_Task to complete_
Wherever "actual" appears in the records below, copy the line that holds it.

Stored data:

......

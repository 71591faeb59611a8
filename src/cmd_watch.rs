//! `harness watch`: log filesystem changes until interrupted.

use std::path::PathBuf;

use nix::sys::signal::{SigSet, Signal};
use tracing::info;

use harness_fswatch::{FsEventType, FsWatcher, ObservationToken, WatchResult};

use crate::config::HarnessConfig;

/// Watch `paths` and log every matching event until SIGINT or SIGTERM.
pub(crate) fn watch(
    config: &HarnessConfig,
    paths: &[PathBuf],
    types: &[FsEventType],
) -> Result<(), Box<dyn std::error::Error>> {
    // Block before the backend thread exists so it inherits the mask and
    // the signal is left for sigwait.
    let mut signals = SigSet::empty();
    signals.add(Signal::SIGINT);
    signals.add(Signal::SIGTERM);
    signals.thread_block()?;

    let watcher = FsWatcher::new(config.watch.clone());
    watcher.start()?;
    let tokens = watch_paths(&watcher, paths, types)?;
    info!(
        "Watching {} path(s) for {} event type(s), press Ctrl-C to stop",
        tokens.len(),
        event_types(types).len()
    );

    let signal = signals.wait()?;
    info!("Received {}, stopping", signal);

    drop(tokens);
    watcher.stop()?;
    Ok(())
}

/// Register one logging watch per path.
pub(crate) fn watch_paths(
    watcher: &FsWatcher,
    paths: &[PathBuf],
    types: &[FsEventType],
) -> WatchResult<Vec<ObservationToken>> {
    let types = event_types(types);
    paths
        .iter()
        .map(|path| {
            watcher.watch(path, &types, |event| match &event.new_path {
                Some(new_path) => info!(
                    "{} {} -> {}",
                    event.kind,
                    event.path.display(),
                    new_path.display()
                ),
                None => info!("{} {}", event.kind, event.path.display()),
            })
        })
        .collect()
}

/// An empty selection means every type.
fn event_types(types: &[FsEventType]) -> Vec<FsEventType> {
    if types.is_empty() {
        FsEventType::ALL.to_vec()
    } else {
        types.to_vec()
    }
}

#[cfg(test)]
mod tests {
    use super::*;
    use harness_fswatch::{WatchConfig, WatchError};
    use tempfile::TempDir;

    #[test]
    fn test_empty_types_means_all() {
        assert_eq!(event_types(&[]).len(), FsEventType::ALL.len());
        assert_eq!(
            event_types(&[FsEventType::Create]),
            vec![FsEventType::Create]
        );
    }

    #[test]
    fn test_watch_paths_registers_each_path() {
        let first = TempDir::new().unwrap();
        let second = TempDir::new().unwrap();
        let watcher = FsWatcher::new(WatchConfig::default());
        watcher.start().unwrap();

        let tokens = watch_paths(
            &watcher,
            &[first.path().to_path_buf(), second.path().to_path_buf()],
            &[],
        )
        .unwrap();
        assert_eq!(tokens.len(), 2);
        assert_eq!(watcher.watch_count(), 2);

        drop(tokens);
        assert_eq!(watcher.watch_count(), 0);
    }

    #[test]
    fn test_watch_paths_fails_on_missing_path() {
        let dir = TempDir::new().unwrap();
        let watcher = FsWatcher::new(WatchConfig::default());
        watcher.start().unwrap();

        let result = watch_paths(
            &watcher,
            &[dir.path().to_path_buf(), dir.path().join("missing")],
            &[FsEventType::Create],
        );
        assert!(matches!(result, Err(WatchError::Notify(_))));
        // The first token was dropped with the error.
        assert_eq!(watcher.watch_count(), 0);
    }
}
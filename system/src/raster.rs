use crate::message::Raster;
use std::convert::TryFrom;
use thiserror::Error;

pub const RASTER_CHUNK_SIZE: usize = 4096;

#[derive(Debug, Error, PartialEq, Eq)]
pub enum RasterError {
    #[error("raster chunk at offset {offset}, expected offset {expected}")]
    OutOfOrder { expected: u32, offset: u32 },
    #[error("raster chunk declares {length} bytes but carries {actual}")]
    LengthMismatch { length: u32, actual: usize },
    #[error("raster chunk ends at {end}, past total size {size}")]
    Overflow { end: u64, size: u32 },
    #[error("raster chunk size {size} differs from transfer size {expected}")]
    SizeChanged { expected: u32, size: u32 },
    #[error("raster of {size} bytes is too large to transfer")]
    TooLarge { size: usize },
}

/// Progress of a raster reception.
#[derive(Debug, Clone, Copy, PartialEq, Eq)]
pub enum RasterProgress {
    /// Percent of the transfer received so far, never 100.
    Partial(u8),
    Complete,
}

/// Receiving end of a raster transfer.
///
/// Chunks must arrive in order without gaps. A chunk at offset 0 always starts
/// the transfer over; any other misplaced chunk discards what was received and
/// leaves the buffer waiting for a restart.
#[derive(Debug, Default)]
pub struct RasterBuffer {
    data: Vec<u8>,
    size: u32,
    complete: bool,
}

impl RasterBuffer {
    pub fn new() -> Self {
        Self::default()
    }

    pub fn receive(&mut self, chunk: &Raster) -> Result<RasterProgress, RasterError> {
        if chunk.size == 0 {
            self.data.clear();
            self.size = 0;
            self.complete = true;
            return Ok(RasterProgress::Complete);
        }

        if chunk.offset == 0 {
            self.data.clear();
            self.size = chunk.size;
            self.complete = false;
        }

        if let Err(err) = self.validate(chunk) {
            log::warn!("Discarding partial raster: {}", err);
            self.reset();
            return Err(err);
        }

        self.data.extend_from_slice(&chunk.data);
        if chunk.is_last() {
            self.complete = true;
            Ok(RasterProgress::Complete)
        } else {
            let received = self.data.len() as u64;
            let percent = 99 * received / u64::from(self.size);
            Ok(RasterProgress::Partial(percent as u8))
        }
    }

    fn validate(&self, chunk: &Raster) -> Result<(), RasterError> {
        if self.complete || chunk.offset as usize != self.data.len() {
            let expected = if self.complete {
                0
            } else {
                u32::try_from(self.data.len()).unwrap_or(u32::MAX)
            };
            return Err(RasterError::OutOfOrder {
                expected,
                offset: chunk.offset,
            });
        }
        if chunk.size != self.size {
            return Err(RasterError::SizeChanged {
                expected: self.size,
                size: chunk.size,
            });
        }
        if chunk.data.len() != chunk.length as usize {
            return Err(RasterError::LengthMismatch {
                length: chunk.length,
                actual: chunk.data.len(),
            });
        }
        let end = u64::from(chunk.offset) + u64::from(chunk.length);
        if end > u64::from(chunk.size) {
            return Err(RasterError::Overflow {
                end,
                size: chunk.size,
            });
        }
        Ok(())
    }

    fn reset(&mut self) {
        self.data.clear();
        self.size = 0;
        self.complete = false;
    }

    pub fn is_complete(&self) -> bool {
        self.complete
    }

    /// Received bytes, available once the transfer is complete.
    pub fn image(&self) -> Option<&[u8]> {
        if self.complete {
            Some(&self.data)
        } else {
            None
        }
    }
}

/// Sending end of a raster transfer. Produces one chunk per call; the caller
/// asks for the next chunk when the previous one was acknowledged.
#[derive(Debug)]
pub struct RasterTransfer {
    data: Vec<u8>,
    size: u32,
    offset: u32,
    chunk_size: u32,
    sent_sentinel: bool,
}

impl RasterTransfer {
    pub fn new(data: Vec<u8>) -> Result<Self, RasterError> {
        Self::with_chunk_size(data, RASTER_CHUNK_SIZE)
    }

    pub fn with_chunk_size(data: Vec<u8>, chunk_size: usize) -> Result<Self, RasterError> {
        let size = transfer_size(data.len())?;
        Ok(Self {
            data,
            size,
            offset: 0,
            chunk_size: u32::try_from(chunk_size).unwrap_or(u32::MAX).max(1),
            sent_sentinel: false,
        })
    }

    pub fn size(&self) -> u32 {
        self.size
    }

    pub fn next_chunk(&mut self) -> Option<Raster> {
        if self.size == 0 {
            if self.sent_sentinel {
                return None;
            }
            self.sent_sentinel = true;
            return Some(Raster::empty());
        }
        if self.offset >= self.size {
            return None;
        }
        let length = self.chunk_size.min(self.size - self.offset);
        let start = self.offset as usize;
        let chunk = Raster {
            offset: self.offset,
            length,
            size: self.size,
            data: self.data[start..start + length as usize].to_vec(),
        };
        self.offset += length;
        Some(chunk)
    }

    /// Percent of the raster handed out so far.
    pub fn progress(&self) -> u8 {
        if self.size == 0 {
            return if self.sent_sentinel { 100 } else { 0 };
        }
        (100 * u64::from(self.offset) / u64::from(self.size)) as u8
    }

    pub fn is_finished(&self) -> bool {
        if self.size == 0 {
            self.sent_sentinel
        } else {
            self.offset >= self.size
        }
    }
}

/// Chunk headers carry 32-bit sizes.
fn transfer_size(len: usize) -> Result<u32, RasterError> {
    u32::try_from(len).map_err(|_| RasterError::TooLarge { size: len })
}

......

_Response box_
    #[error("raster chunk declares {length} bytes but carries {actual}")]
    LengthMismatch { length: u32, actual: usize },
                actual: chunk.data.len(),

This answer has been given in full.